◆ About this task ◆
The answer consists solely of the listing's lines from the first through the line containing "job is available.", each reproduced exactly.

:: Information shown

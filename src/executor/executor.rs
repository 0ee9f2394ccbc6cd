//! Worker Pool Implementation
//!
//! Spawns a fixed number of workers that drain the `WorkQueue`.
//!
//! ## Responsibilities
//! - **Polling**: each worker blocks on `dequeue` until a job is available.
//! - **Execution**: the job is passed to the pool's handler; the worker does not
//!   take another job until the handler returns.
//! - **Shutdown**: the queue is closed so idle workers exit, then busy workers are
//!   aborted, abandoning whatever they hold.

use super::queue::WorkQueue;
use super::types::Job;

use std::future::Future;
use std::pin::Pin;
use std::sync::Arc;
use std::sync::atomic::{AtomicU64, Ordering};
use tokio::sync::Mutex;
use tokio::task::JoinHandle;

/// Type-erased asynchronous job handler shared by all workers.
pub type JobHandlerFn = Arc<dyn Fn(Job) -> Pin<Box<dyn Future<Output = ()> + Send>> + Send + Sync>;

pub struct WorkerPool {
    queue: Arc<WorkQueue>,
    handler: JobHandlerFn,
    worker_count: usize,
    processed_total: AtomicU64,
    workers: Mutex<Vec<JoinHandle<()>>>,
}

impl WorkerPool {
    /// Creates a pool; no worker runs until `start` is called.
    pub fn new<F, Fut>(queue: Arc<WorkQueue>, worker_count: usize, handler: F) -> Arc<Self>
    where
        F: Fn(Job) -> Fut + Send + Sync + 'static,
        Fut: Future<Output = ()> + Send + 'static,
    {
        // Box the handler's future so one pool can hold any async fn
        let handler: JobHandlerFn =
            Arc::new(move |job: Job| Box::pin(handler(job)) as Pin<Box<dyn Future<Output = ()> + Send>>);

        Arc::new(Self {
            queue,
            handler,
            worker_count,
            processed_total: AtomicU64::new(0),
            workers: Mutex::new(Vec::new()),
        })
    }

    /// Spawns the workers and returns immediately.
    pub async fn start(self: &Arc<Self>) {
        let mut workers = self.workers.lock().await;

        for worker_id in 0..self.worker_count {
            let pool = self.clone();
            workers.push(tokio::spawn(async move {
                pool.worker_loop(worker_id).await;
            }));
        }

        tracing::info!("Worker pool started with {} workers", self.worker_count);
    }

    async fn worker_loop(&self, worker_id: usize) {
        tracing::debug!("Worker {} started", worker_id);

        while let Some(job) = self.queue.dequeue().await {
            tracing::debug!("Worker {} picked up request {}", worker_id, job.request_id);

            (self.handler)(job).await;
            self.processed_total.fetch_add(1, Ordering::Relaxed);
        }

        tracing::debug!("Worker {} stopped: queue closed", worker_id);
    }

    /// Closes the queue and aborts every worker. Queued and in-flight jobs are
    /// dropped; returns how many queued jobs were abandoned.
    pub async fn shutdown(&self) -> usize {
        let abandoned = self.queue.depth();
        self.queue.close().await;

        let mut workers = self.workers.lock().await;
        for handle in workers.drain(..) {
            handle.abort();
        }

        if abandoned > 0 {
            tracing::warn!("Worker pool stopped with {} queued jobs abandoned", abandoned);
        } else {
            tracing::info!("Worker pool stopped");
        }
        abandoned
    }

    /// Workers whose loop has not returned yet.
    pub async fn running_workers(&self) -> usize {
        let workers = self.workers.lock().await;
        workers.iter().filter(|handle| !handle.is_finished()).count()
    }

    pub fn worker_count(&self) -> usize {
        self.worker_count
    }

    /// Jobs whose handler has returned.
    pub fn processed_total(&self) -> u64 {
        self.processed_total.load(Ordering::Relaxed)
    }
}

::::

◆ Task output ◆
filename src/executor/executor.rs
repository 0ee9f2394ccbc6cd
//! Worker Pool Implementation
//!
//! Spawns a fixed number of workers that drain the `WorkQueue`.
//!
//! ## Responsibilities
//! - **Polling**: each worker blocks on `dequeue` until a job is available.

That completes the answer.